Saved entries
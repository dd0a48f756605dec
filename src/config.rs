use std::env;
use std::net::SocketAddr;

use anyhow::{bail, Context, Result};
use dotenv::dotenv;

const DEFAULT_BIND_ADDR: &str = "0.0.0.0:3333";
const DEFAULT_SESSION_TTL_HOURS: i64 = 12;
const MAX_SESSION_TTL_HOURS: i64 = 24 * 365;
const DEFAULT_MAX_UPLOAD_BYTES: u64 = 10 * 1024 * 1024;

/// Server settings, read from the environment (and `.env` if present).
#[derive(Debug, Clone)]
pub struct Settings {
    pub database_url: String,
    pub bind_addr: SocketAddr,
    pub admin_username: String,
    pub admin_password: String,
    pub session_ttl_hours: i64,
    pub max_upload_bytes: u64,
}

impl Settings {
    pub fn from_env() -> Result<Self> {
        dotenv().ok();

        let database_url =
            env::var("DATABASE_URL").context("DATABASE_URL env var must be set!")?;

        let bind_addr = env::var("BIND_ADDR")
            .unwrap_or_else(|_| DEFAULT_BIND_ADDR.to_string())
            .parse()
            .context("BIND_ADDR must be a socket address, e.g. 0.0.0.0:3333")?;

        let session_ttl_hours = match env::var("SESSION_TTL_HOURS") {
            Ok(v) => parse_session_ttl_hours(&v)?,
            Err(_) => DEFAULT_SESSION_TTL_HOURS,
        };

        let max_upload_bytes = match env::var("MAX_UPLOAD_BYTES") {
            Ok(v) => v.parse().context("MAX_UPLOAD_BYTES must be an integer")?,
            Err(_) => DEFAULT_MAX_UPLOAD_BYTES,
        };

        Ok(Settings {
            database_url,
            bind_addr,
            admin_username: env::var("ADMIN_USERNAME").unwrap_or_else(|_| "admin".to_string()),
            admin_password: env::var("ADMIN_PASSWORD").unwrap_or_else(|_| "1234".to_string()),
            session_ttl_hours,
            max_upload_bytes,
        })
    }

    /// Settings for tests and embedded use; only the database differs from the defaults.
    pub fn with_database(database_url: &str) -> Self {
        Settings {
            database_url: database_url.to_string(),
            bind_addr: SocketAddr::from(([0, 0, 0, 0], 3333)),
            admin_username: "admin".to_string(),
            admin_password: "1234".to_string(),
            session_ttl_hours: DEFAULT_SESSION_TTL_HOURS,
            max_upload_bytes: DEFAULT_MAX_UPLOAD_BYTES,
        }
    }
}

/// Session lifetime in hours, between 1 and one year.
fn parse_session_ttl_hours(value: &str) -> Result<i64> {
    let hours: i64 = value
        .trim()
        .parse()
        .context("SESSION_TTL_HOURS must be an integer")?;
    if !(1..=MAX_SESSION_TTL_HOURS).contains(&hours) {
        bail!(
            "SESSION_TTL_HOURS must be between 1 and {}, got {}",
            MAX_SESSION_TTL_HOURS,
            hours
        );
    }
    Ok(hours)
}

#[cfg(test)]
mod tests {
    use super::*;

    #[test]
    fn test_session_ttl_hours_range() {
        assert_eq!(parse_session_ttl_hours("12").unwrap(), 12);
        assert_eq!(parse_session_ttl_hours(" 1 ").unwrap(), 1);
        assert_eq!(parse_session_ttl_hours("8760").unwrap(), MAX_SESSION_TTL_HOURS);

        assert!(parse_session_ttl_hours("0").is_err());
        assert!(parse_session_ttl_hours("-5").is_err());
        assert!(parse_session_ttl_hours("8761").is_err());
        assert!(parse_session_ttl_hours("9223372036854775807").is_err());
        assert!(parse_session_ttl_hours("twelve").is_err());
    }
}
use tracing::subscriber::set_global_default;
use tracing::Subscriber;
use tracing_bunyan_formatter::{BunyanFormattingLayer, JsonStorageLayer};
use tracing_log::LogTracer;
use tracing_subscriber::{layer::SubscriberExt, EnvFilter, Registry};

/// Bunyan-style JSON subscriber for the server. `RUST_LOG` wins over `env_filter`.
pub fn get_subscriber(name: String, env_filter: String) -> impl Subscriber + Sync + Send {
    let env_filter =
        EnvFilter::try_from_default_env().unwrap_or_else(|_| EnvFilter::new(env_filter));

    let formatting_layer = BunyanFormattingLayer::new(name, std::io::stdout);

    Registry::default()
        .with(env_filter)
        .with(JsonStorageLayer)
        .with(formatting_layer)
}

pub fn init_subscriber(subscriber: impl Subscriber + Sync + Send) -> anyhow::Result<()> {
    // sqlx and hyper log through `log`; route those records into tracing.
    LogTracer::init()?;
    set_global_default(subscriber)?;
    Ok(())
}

## WHAT YOU NEED TO DO:
In the entries above, tally the lines containing the word "SocketAddr" and return only the tally.

## WRITTEN ANSWER:
3